9 MAI 1945, VICTOIRE SUR LE FASCISME : L'UKRAINE DIVISEE

9 MAI : L’UKRAINE DIVISEE

entre partisans et opposants à la célébration de la « victoire sur le fascisme »

Le conflit « des mémoires » n’en finit pas de déchirer l’Ukraine, cette année plus encore que les précédentes, il s’aiguise à l’approche de la date « sacrée » du 9 mai anniversaire de la capitulation nazie. (8 mai en Europe occidentale)
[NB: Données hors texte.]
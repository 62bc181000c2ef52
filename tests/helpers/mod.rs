#![allow(dead_code)]

use std::collections::{HashMap, VecDeque};
use std::path::{Path, PathBuf};
use std::sync::atomic::{AtomicBool, AtomicUsize, Ordering};
use std::sync::{Arc, Mutex};
use std::time::Duration;

use anyhow::{anyhow, Result};
use async_trait::async_trait;
use tokio::sync::{mpsc, oneshot};

use tether::client::{ChatCompletion, ChatExchange};
use tether::config::{ClientConfig, RetryConfig, SupervisorConfig};
use tether::context::EntryLookup;
use tether::embedding::EmbeddingProvider;
use tether::error::{ServiceError, ServiceResult};
use tether::memory::{now_timestamp, JournalEntry, Memory, MemoryStore, MemoryType};
use tether::supervisor::{
    ExitOutcome, HealthProbe, Launcher, ProbeOutcome, ServerEvent, ServiceState, SpawnedServer,
    Supervisor,
};

// ── Fake inference server ───────────────────────────────────────────────────

/// Serve `router` on an ephemeral localhost port. Returns the base URL.
pub async fn spawn_server(router: axum::Router) -> String {
    let listener = tokio::net::TcpListener::bind("127.0.0.1:0").await.unwrap();
    let addr = listener.local_addr().unwrap();
    tokio::spawn(async move {
        axum::serve(listener, router).await.unwrap();
    });
    format!("http://{addr}")
}

/// Client config pointed at `base_url` with millisecond retry delays.
pub fn client_config(base_url: &str) -> ClientConfig {
    ClientConfig {
        base_url: Some(base_url.to_string()),
        retry: RetryConfig {
            max_attempts: 3,
            base_delay_ms: 1,
        },
        ..ClientConfig::default()
    }
}

// ── Memory store fakes ──────────────────────────────────────────────────────

/// Embeds registered texts to fixed vectors and anything else to a constant
/// vector of the current dimension.
pub struct FakeEmbedder {
    dim: AtomicUsize,
    failing: AtomicBool,
    vectors: Mutex<HashMap<String, Vec<f32>>>,
    pub calls: AtomicUsize,
}

impl FakeEmbedder {
    pub fn new(dim: usize) -> Self {
        Self {
            dim: AtomicUsize::new(dim),
            failing: AtomicBool::new(false),
            vectors: Mutex::new(HashMap::new()),
            calls: AtomicUsize::new(0),
        }
    }

    pub fn set(&self, text: &str, vector: Vec<f32>) {
        self.vectors.lock().unwrap().insert(text.to_string(), vector);
    }

    pub fn set_dim(&self, dim: usize) {
        self.dim.store(dim, Ordering::SeqCst);
    }

    pub fn set_failing(&self, failing: bool) {
        self.failing.store(failing, Ordering::SeqCst);
    }
}

#[async_trait]
impl EmbeddingProvider for FakeEmbedder {
    async fn embed(&self, text: &str) -> Result<Vec<f32>> {
        self.calls.fetch_add(1, Ordering::SeqCst);
        if self.failing.load(Ordering::SeqCst) {
            return Err(anyhow!("embedding server unavailable"));
        }
        if let Some(v) = self.vectors.lock().unwrap().get(text) {
            return Ok(v.clone());
        }
        Ok(vec![0.1; self.dim.load(Ordering::SeqCst)])
    }

    fn model_name(&self) -> &str {
        "fake-embed"
    }
}

/// Answers with scripted replies in order; fails once the script runs out.
#[derive(Default)]
pub struct FakeChat {
    replies: Mutex<VecDeque<String>>,
    pub exchanges: Mutex<Vec<ChatExchange>>,
}

impl FakeChat {
    pub fn reply(&self, text: &str) {
        self.replies.lock().unwrap().push_back(text.to_string());
    }
}

#[async_trait]
impl ChatCompletion for FakeChat {
    async fn complete(&self, exchange: &ChatExchange) -> Result<String> {
        self.exchanges.lock().unwrap().push(exchange.clone());
        self.replies
            .lock()
            .unwrap()
            .pop_front()
            .ok_or_else(|| anyhow!("no scripted reply"))
    }
}

pub struct FakeEntries(pub Vec<JournalEntry>);

#[async_trait]
impl EntryLookup for FakeEntries {
    async fn recent_entries(&self, limit: usize) -> Result<Vec<JournalEntry>> {
        Ok(self.0.iter().take(limit).cloned().collect())
    }

    async fn entry(&self, id: &str) -> Result<Option<JournalEntry>> {
        Ok(self.0.iter().find(|e| e.id == id).cloned())
    }
}

pub fn journal_entry(id: &str, title: &str, content: &str) -> JournalEntry {
    JournalEntry {
        id: id.into(),
        title: Some(title.into()),
        content: content.into(),
        created_at: now_timestamp(),
    }
}

/// A store over a fresh in-memory database.
pub fn memory_store(
    embedder: Arc<FakeEmbedder>,
    chat: Arc<FakeChat>,
    archive_dir: &Path,
    max_memories: usize,
) -> MemoryStore {
    let conn = tether::db::open_memory_database().unwrap();
    MemoryStore::new(conn, embedder, chat, archive_dir, max_memories)
}

/// A memory row ready for `store::insert_memory`.
pub fn memory_row(id: &str, importance: f64, embedding: Option<Vec<f32>>) -> Memory {
    let now = now_timestamp();
    Memory {
        id: id.into(),
        content: format!("memory {id}"),
        embedding,
        importance,
        tags: Vec::new(),
        source_entry_id: None,
        is_pinned: false,
        memory_type: MemoryType::Manual,
        created_at: now.clone(),
        last_accessed_at: now,
        seq: 0,
    }
}

// ── Supervisor fakes ────────────────────────────────────────────────────────

/// Probe answers: scripted ones first, then the fallback forever.
pub struct ScriptedProbe {
    script: Mutex<VecDeque<ProbeOutcome>>,
    fallback: Mutex<ProbeOutcome>,
    pub calls: AtomicUsize,
}

impl ScriptedProbe {
    pub fn new(script: Vec<ProbeOutcome>, fallback: ProbeOutcome) -> Self {
        Self {
            script: Mutex::new(script.into()),
            fallback: Mutex::new(fallback),
            calls: AtomicUsize::new(0),
        }
    }

    pub fn set_fallback(&self, outcome: ProbeOutcome) {
        *self.fallback.lock().unwrap() = outcome;
    }

    pub fn calls(&self) -> usize {
        self.calls.load(Ordering::SeqCst)
    }
}

#[async_trait]
impl HealthProbe for ScriptedProbe {
    async fn probe(&self) -> ProbeOutcome {
        self.calls.fetch_add(1, Ordering::SeqCst);
        if let Some(outcome) = self.script.lock().unwrap().pop_front() {
            return outcome;
        }
        self.fallback.lock().unwrap().clone()
    }
}

/// Pretends to run the server. Each spawn takes the next scripted exit: `None`
/// keeps the fake process alive until it is told to shut down.
#[derive(Default)]
pub struct FakeLauncher {
    pub exits: Mutex<VecDeque<Option<ExitOutcome>>>,
    /// When set, `locate` reports the server as not installed.
    pub missing: bool,
    pub spawns: AtomicUsize,
    pub remediations: AtomicUsize,
    pub shutdowns: Arc<AtomicUsize>,
    pub stray_sweeps: AtomicUsize,
}

impl FakeLauncher {
    pub fn with_exits(exits: Vec<Option<ExitOutcome>>) -> Self {
        Self {
            exits: Mutex::new(exits.into()),
            ..Self::default()
        }
    }

    pub fn spawns(&self) -> usize {
        self.spawns.load(Ordering::SeqCst)
    }

    pub fn remediations(&self) -> usize {
        self.remediations.load(Ordering::SeqCst)
    }

    pub fn shutdowns(&self) -> usize {
        self.shutdowns.load(Ordering::SeqCst)
    }
}

#[async_trait]
impl Launcher for FakeLauncher {
    fn locate(&self) -> ServiceResult<PathBuf> {
        if self.missing {
            return Err(ServiceError::NotInstalled);
        }
        Ok(PathBuf::from("/opt/fake/tether-server"))
    }

    fn verify(&self, _path: &Path) -> ServiceResult<()> {
        Ok(())
    }

    async fn terminate_strays(&self) {
        self.stray_sweeps.fetch_add(1, Ordering::SeqCst);
    }

    async fn spawn(&self, _executable: &Path) -> ServiceResult<SpawnedServer> {
        let n = self.spawns.fetch_add(1, Ordering::SeqCst);
        let exit = self.exits.lock().unwrap().pop_front().flatten();
        let (events_tx, events_rx) = mpsc::channel(16);
        let (shutdown_tx, shutdown_rx) = oneshot::channel::<()>();
        let shutdowns = Arc::clone(&self.shutdowns);

        tokio::spawn(async move {
            let _ = events_tx
                .send(ServerEvent::Output("loading model weights".into()))
                .await;
            let outcome = match exit {
                Some(outcome) => {
                    tokio::time::sleep(Duration::from_millis(20)).await;
                    outcome
                }
                None => {
                    let _ = shutdown_rx.await;
                    shutdowns.fetch_add(1, Ordering::SeqCst);
                    ExitOutcome::signal(15)
                }
            };
            let _ = events_tx.send(ServerEvent::Exited(outcome)).await;
        });

        Ok(SpawnedServer::new(
            Some(1000 + n as u32),
            events_rx,
            shutdown_tx,
        ))
    }

    async fn remediate(&self, _executable: &Path) -> ServiceResult<()> {
        self.remediations.fetch_add(1, Ordering::SeqCst);
        Ok(())
    }
}

/// Supervisor timings shrunk to milliseconds.
pub fn fast_supervisor_config() -> SupervisorConfig {
    SupervisorConfig {
        max_launch_attempts: 3,
        restart_delay_ms: 10,
        startup_timeout_secs: 5,
        ready_poll_interval_ms: 10,
        health_cache_ms: 60_000,
        health_interval_secs: 3_600,
        probe_timeout_ms: 200,
        stop_grace_ms: 100,
        ..SupervisorConfig::default()
    }
}

pub fn supervisor(
    config: &SupervisorConfig,
    launcher: Arc<FakeLauncher>,
    probe: Arc<ScriptedProbe>,
) -> Supervisor {
    Supervisor::with_parts(config, launcher, probe)
}

/// Wait until the supervisor state satisfies `pred`, panicking after 5s.
pub async fn wait_for_state(
    supervisor: &Supervisor,
    pred: impl FnMut(&ServiceState) -> bool,
) -> ServiceState {
    let mut rx = supervisor.subscribe();
    let state = tokio::time::timeout(Duration::from_secs(5), rx.wait_for(pred))
        .await
        .expect("timed out waiting for supervisor state")
        .expect("supervisor shut down");
    state.clone()
}

/// Poll `f` every few milliseconds until it returns true, panicking after 5s.
pub async fn eventually(mut f: impl FnMut() -> bool) {
    let deadline = tokio::time::Instant::now() + Duration::from_secs(5);
    while !f() {
        assert!(tokio::time::Instant::now() < deadline, "condition not met in time");
        tokio::time::sleep(Duration::from_millis(5)).await;
    }
}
Comment serait-il encore possible que l’Ukraine et la Russie célèbrent leur lutte commune d’autrefois alors qu’elles s’affrontent désormais, et que l’un et l’autre pouvoir, à Moscou et Kiev, cultivent des « patriotismes » incompatibles et hostiles l’un à l’autre ? La frontière, cependant, ne passe pas entre les deux états, elle traverse l’Ukraine, d’une région à l’autre et parfois au sein des familles. Nombre de villages ukrainiens, surtout à l’Ouest, ont vu à l’époque leurs jeunes hommes, les uns prendre part aux combats de l’Armée Rouge et des Partisans soviétiques, les autres s’engager dans la SS et les « polizei » nazis. Si le premier camp était de loin majoritaire, en tous cas à l’Est et au Centre du pays, le deuxième camp est celui qui a désormais la cote, étant identifié comme « précurseur du combat pour l’Indépendance » et l’état-nation né après 1991, les « rouges » ayant contribué, selon la propagande actuelle, au remplacement d’une occupation (allemande) par l’autre (russe). Dans la pratique, cependant, les familles ukrainiennes avaient l’habitude d’honorer leurs parents « rouges », de fleurir leurs tombes, et ce n’est que récemment, en Galicie (Ouest) que des monuments et des tombes sont aménagés à la mémoire des « martyrs » de la SS et de l’Armée des Insurgés réputés avoir lutté « contre tous les occupants », russes, allemands et polonais, une interprétation pour le moins controversée de cette armée fondée sur l’idéologie fasciste, raciste et antisémite de l’Organisation des Nationalistes Ukrainiens (OUN) dont l’héritage de « lutte pour l’indépendance » est revendiqué par la plupart des nationalistes. Il n’est certes pas question de « réhabiliter le fascisme » mais au contraire de démontrer que l’OUN et ses armées constituaient une forme de résistance sur plusieurs fronts : antinazi et antistalinien.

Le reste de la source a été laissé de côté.